Capitolo 3

37 2 0
                                    

Finito di raccontare avevo la vista appannata dalle lacrime che minacciavano di uscire e avevo lo sguardo perso nel vuoto. Mi riscossi quando sentii qualcuno prendermi delicatamente la mano.

« Va tutto bene. » La voce di Nevra mi arrivò all'orecchio in un sussurro. Strinsi la sua mano nella mia e sospirai ancora una volta.

« Aspettate, quindi state dicendo che secondo voi... loro potrebbero... insomma... » Ezarel senza parole era una novità per me, ma mi limitai ad annuire.

Valkyon ancora una volta trovò la calma per fare la domanda che io continuavo a rimandare.

« Erika, come si chiamano i tuoi genitori?»

Quegli occhi viola passarono da un'espressione spaesata a una di stupore, finalmente anche lei aveva capito cosa stava succedendo.

« Iris e Noah. »

Una lacrima mi bagnò il viso.
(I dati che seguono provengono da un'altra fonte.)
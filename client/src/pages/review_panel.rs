//! Review panel shared by the volunteer and partnership pages.
//!
//! A transition is one effect for every action button: send the update,
//! apply the reducer locally on success, toast the result, then refetch the
//! whole list. Failures leave the list as it was. Each row kind supplies
//! its columns and detail fields through `PanelRow`.

use leptos::prelude::*;
use leptos_router::hooks::use_navigate;
use records::{ApplicationRecord, ApplicationStatus};
use serde::de::DeserializeOwned;

use crate::components::application_detail::ApplicationDetail;
use crate::components::status_badge::StatusBadge;
use crate::state::review::{ReviewState, empty_message};
use crate::state::session::SessionState;
use crate::state::toast::ToastState;
use crate::util::auth::{GateDecision, Requirement, install_session_guard, session_gate};

/// Number of kind-specific table columns before status, date and actions.
pub(crate) const IDENTITY_COLUMNS: usize = 4;

/// A row kind that can be listed in a review panel.
pub(crate) trait PanelRow: ApplicationRecord + DeserializeOwned + PartialEq + Send + Sync + 'static {
    const HEADING: &'static str;
    const SEARCH_PLACEHOLDER: &'static str;
    const COLUMNS: [&'static str; IDENTITY_COLUMNS];

    /// Modal title.
    fn title(&self) -> String;
    /// Table cells, one per entry of `COLUMNS`.
    fn cells(&self) -> [String; IDENTITY_COLUMNS];
    /// Calendar date for the Submitted column.
    fn submitted_on(&self) -> String;
    /// Every field, in modal order.
    fn detail_fields(&self) -> Vec<(&'static str, String)>;
}

/// Fetch the full list into `state`. Failures toast and empty the list.
pub(crate) fn load_applications<T: PanelRow>(state: RwSignal<ReviewState<T>>, toasts: RwSignal<ToastState>) {
    #[cfg(feature = "hydrate")]
    leptos::task::spawn_local(async move {
        let result = crate::net::api::fetch_applications::<T>().await;
        if let Err(e) = &result {
            log::error!("{} fetch failed: {e}", T::API_SEGMENT);
            crate::state::toast::notify_error(toasts, crate::state::review::fetch_failed_message::<T>());
        }
        state.update(|s| s.apply_fetch(result));
    });
    #[cfg(not(feature = "hydrate"))]
    let _ = (state, toasts);
}

/// Move `id` to `target`, report it, and refetch.
pub(crate) fn transition_and_refetch<T: PanelRow>(
    state: RwSignal<ReviewState<T>>,
    toasts: RwSignal<ToastState>,
    id: String,
    target: ApplicationStatus,
) {
    let started = state
        .try_update(|s| s.begin_update(&id))
        .unwrap_or(false);
    if !started {
        return;
    }

    #[cfg(feature = "hydrate")]
    leptos::task::spawn_local(async move {
        let result = crate::net::api::update_application_status::<T>(&id, target).await;
        let message = state
            .try_update(|s| s.finish_update(&id, target, &result))
            .unwrap_or_default();
        match result {
            Ok(_) => {
                crate::state::toast::notify_success(toasts, message);
                load_applications(state, toasts);
            }
            Err(e) => {
                log::error!("status update for {id} failed: {e}");
                crate::state::toast::notify_error(toasts, message);
            }
        }
    });
    #[cfg(not(feature = "hydrate"))]
    let _ = (toasts, id, target);
}

/// Admin-guarded list, search, table and detail modal for one row kind.
pub(crate) fn review_panel_view<T: PanelRow>() -> impl IntoView {
    let session = expect_context::<RwSignal<SessionState>>();
    let toasts = expect_context::<RwSignal<ToastState>>();
    install_session_guard(session, Requirement::Admin, use_navigate());

    let state = RwSignal::new(ReviewState::<T>::default());
    let allowed = move || session.with(|s| session_gate(s, Requirement::Admin) == GateDecision::Allow);
    let loaded = StoredValue::new(false);

    Effect::new(move || {
        if allowed() && !loaded.get_value() {
            loaded.set_value(true);
            load_applications(state, toasts);
        }
    });

    let act = move |id: String, target: ApplicationStatus| transition_and_refetch(state, toasts, id, target);
    let busy = Signal::derive(move || state.with(|s| s.updating.is_some()));
    let visible = Memo::new(move |_| state.with(ReviewState::visible));

    view! {
        <Show when=allowed fallback=|| view! { <div class="page-loading">"Checking access..."</div> }>
            <div class="review-panel">
                <div class="review-panel__header">
                    <h1>{T::HEADING}</h1>
                    <span class="review-panel__count">{move || state.with(ReviewState::total)} " total"</span>
                </div>
                <input
                    class="review-panel__search"
                    type="search"
                    placeholder=T::SEARCH_PLACEHOLDER
                    prop:value=move || state.with(|s| s.search.clone())
                    on:input=move |ev| state.update(|s| s.search = event_target_value(&ev))
                />
                <Show
                    when=move || !state.with(|s| s.loading)
                    fallback=|| view! { <p class="muted">"Loading applications..."</p> }
                >
                    <Show
                        when=move || !visible.with(Vec::is_empty)
                        fallback=|| view! { <p class="muted">{empty_message::<T>()}</p> }
                    >
                        <table class="review-table">
                            <thead>
                                <tr>
                                    {T::COLUMNS.map(|column| view! { <th>{column}</th> }).to_vec()}
                                    <th>"Status"</th>
                                    <th>"Submitted"</th>
                                    <th>"Actions"</th>
                                </tr>
                            </thead>
                            <tbody>
                                <For
                                    each=move || visible.get()
                                    key=|row| (row.id().to_owned(), row.status())
                                    children=move |row| {
                                        let open_id = row.id().to_owned();
                                        let approve_id = open_id.clone();
                                        let reject_id = open_id.clone();
                                        let status = row.status();
                                        view! {
                                            <tr
                                                class="review-table__row"
                                                on:click=move |_| state.update(|s| s.selected = Some(open_id.clone()))
                                            >
                                                {row.cells().map(|cell| view! { <td>{cell}</td> }).to_vec()}
                                                <td>
                                                    <StatusBadge label=status.label() tone=status.tone()/>
                                                </td>
                                                <td>{row.submitted_on()}</td>
                                                <td class="review-table__actions" on:click=|ev| ev.stop_propagation()>
                                                    <button
                                                        class="btn btn--approved"
                                                        disabled=move || busy.get()
                                                        on:click=move |_| act(approve_id.clone(), ApplicationStatus::Approved)
                                                    >
                                                        "Approve"
                                                    </button>
                                                    <button
                                                        class="btn btn--rejected"
                                                        disabled=move || busy.get()
                                                        on:click=move |_| act(reject_id.clone(), ApplicationStatus::Rejected)
                                                    >
                                                        "Reject"
                                                    </button>
                                                </td>
                                            </tr>
                                        }
                                    }
                                />
                            </tbody>
                        </table>
                    </Show>
                </Show>
            </div>
            {move || {
                state
                    .with(|s| s.selected_row().cloned())
                    .map(|row| {
                        let id = row.id().to_owned();
                        view! {
                            <ApplicationDetail
                                title=row.title()
                                status=row.status()
                                fields=row.detail_fields()
                                busy=busy
                                on_action=Callback::new(move |target: ApplicationStatus| act(id.clone(), target))
                                on_close=Callback::new(move |()| state.update(|s| s.selected = None))
                            />
                        }
                    })
            }}
        </Show>
    }
}
//! Delegate registration route.

use axum::extract::State;
use axum::http::StatusCode;
use axum::response::Json;
use axum_extra::extract::cookie::CookieJar;
use records::Registration;

use super::admin::service_error_to_status;
use super::auth::AuthUser;
use crate::services::registration;
use crate::state::AppState;

/// `GET /api/registration`: the caller's registration row, or `null`.
pub async fn get_registration(
    State(state): State<AppState>,
    auth: AuthUser,
) -> Result<(CookieJar, Json<Option<Registration>>), StatusCode> {
    let row = registration::fetch_registration(state.backend.as_ref(), &auth.identity)
        .await
        .map_err(|e| {
            tracing::error!(error = %e, user_id = %auth.identity.user.id, "registration fetch failed");
            service_error_to_status(&e)
        })?;
    Ok((auth.cookies(), Json(row)))
}
//! Volunteer and partnership applications under admin review.
//!
//! DESIGN
//! ======
//! Both application kinds share one lifecycle, one search rule and one
//! transition reducer. `ApplicationRecord` captures the per-kind differences
//! (table, searchable fields, wording) so the review service and the review
//! panels are written once.

use serde::{Deserialize, Serialize};
use time::OffsetDateTime;

use crate::status::ApplicationStatus;

/// Row shape shared by every reviewable application table.
pub trait ApplicationRecord: Clone {
    /// Hosted table holding the rows.
    const TABLE: &'static str;
    /// Path segment under `/api/admin/`.
    const API_SEGMENT: &'static str;
    /// Singular noun used in notifications ("Volunteer").
    const NOUN: &'static str;

    fn id(&self) -> &str;
    fn status(&self) -> ApplicationStatus;
    fn set_status(&mut self, status: ApplicationStatus);
    /// Identity fields matched by the review search box.
    fn search_fields(&self) -> [&str; 3];
}

/// A row of `volunteer_signups`.
#[derive(Clone, Debug, PartialEq, Serialize, Deserialize)]
pub struct VolunteerApplication {
    pub id: String,
    pub full_name: String,
    pub school: String,
    pub email: String,
    pub experience: Option<String>,
    pub preferred_role: String,
    pub status: ApplicationStatus,
    /// Carried for schema fidelity; never rendered or written here.
    #[serde(default)]
    pub admin_notes: Option<String>,
    #[serde(with = "time::serde::rfc3339")]
    pub created_at: OffsetDateTime,
}

impl ApplicationRecord for VolunteerApplication {
    const TABLE: &'static str = "volunteer_signups";
    const API_SEGMENT: &'static str = "volunteers";
    const NOUN: &'static str = "Volunteer";

    fn id(&self) -> &str {
        &self.id
    }

    fn status(&self) -> ApplicationStatus {
        self.status
    }

    fn set_status(&mut self, status: ApplicationStatus) {
        self.status = status;
    }

    fn search_fields(&self) -> [&str; 3] {
        [&self.full_name, &self.school, &self.email]
    }
}

/// A row of `partnership_applications`.
#[derive(Clone, Debug, PartialEq, Serialize, Deserialize)]
pub struct PartnershipApplication {
    pub id: String,
    pub organization_name: String,
    pub contact_person: String,
    pub email: String,
    pub partnership_type: String,
    pub message: Option<String>,
    pub status: ApplicationStatus,
    /// Carried for schema fidelity; never rendered or written here.
    #[serde(default)]
    pub admin_notes: Option<String>,
    #[serde(with = "time::serde::rfc3339")]
    pub created_at: OffsetDateTime,
}

impl ApplicationRecord for PartnershipApplication {
    const TABLE: &'static str = "partnership_applications";
    const API_SEGMENT: &'static str = "partnerships";
    const NOUN: &'static str = "Partnership";

    fn id(&self) -> &str {
        &self.id
    }

    fn status(&self) -> ApplicationStatus {
        self.status
    }

    fn set_status(&mut self, status: ApplicationStatus) {
        self.status = status;
    }

    fn search_fields(&self) -> [&str; 3] {
        [&self.organization_name, &self.contact_person, &self.email]
    }
}

/// Request body for a status transition.
#[derive(Clone, Copy, Debug, PartialEq, Eq, Serialize, Deserialize)]
pub struct StatusUpdate {
    pub status: ApplicationStatus,
}

/// True when `needle` (already lowercased) occurs in any search field.
fn matches_needle<T: ApplicationRecord>(row: &T, needle: &str) -> bool {
    row.search_fields()
        .iter()
        .any(|field| field.to_lowercase().contains(needle))
}

/// Case-insensitive substring filter over the kind's identity fields.
///
/// Order is preserved. An empty term keeps every row.
#[must_use]
pub fn filter_applications<'a, T: ApplicationRecord>(rows: &'a [T], term: &str) -> Vec<&'a T> {
    let needle = term.to_lowercase();
    rows.iter()
        .filter(|row| matches_needle(*row, &needle))
        .collect()
}

/// Status reducer: the same row with `status` replaced. Unconditional.
#[must_use]
pub fn apply_transition<T: ApplicationRecord>(row: &T, target: ApplicationStatus) -> T {
    let mut next = row.clone();
    next.set_status(target);
    next
}

/// Success notification shown after a transition lands.
#[must_use]
pub fn transition_message(noun: &str, target: ApplicationStatus) -> String {
    match target {
        ApplicationStatus::Approved => format!("{noun} application approved"),
        ApplicationStatus::Rejected => format!("{noun} application rejected"),
        ApplicationStatus::UnderReview => format!("{noun} application marked under review"),
        ApplicationStatus::Pending => format!("{noun} application returned to pending"),
    }
}

/// Display label for a volunteer's preferred role.
#[must_use]
pub fn volunteer_role_label(role: &str) -> &str {
    match role {
        "chair" => "Committee Chair",
        "admin" => "Administrative",
        "media" => "Media Team",
        "coordinator" => "Event Coordinator",
        other => other,
    }
}

#[cfg(test)]
#[path = "application_test.rs"]
mod tests;
//! System-area access gate.
//!
//! DESIGN
//! ======
//! Access to `/system` is allow-list based: the caller's email must appear in
//! `system_admins`. The decision itself (`is_authorized`) is pure; the
//! side effects live in `check_access`. A miss and a failed lookup are the
//! same outcome, and both end the caller's session everywhere.

use records::AccessOutcome;
use serde_json::Value;
use tracing::{error, info, warn};

use super::session::Identity;
use crate::gateway::{Backend, GatewayError, SignOutScope, TableQuery};

pub const ALLOW_LIST_TABLE: &str = "system_admins";

/// Lowercase and trim an email for allow-list comparison.
#[must_use]
pub fn normalize_email(email: &str) -> String {
    email.trim().to_lowercase()
}

/// Pure gate decision. `lookup` is the allow-list row's email, if the lookup
/// succeeded and found one. Only an exact match authorizes.
#[must_use]
pub fn is_authorized(email: &str, lookup: &Result<Option<String>, GatewayError>) -> bool {
    match lookup {
        Ok(Some(found)) => !email.is_empty() && normalize_email(found) == email,
        Ok(None) | Err(_) => false,
    }
}

/// Look up `email` (already normalized) in the allow-list.
///
/// # Errors
///
/// Gateway failures; the caller treats them as a denial.
pub async fn lookup_allow_list(
    backend: &dyn Backend,
    access_token: &str,
    email: &str,
) -> Result<Option<String>, GatewayError> {
    let query = TableQuery::new(ALLOW_LIST_TABLE)
        .select("email")
        .eq("email", email);
    let rows = backend.select(access_token, &query).await?;
    Ok(rows
        .into_iter()
        .find_map(|row| row.get("email").and_then(Value::as_str).map(str::to_owned)))
}

/// Whether `identity` may enter the system area. No side effects.
pub async fn is_system_admin(backend: &dyn Backend, identity: &Identity) -> bool {
    let Some(email) = identity.user.email.as_deref().map(normalize_email) else {
        return false;
    };
    let lookup = lookup_allow_list(backend, identity.access_token(), &email).await;
    if let Err(e) = &lookup {
        warn!(error = %e, "allow-list lookup failed");
    }
    is_authorized(&email, &lookup)
}

/// Run the gate for the current caller. A denial signs the caller out
/// globally before returning; the route clears cookies.
pub async fn check_access(backend: &dyn Backend, identity: Option<&Identity>) -> AccessOutcome {
    let Some(identity) = identity else {
        return AccessOutcome::NoIdentity;
    };
    let email = identity
        .user
        .email
        .as_deref()
        .map(normalize_email)
        .unwrap_or_default();

    let lookup = if email.is_empty() {
        Ok(None)
    } else {
        lookup_allow_list(backend, identity.access_token(), &email).await
    };
    if let Err(e) = &lookup {
        error!(error = %e, %email, "allow-list lookup failed; denying");
    }

    if is_authorized(&email, &lookup) {
        info!(%email, "system access granted");
        return AccessOutcome::Authorized { email };
    }

    warn!(%email, user_id = %identity.user.id, "system access denied; signing out");
    if let Err(e) = backend
        .sign_out(identity.access_token(), SignOutScope::Global)
        .await
    {
        error!(error = %e, "global sign-out after denial failed");
    }
    AccessOutcome::Denied { email }
}

#[cfg(test)]
#[path = "system_gate_test.rs"]
mod tests;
Sentire quei nomi dopo tanto tempo mi fece riaffiorare tante emozioni confuse.

« Ho sempre voluto una sorella. » Quelle parole sussurrate mi colpirono come un fulmine a ciel sereno. Mi aspettavo tante reazioni, ma non quella. Erika si buttò tra le mie braccia e io la strinsi forte, pensando a quante volte avrei potuto farlo prima se solo fossi rimasta sulla Terra.

Essere figlia unica mi aveva sempre fatta sentire un po' sola, Miiko era la persona più vicina a una famiglia per me. Quando vedevo Nevra e Karenn mi si scaldava il cuore e ogni volta mi chiedevo cosa si provasse ad avere un legame così. In quel momento non potei fare a meno di chiedermi se sarei mai riuscita a capirlo fino in fondo.

I ragazzi, Miiko e Eweleïn uscirono dall'infermeria, lasciando me e Erika sole.

« Ti chiami Astraea quindi? » Annuii sorridendo, effettivamente non mi ero presentata.

« Puoi chiamarmi Rea, è più breve. » La prima persona a chiamarmi così fu Nevra il suo primo giorno al Quartier Generale. Da lì divenne il mio soprannome, per la grande gioia di Jamon, l'orco dal cuore tenero, che non riusciva a pronunciare il mio nome completo.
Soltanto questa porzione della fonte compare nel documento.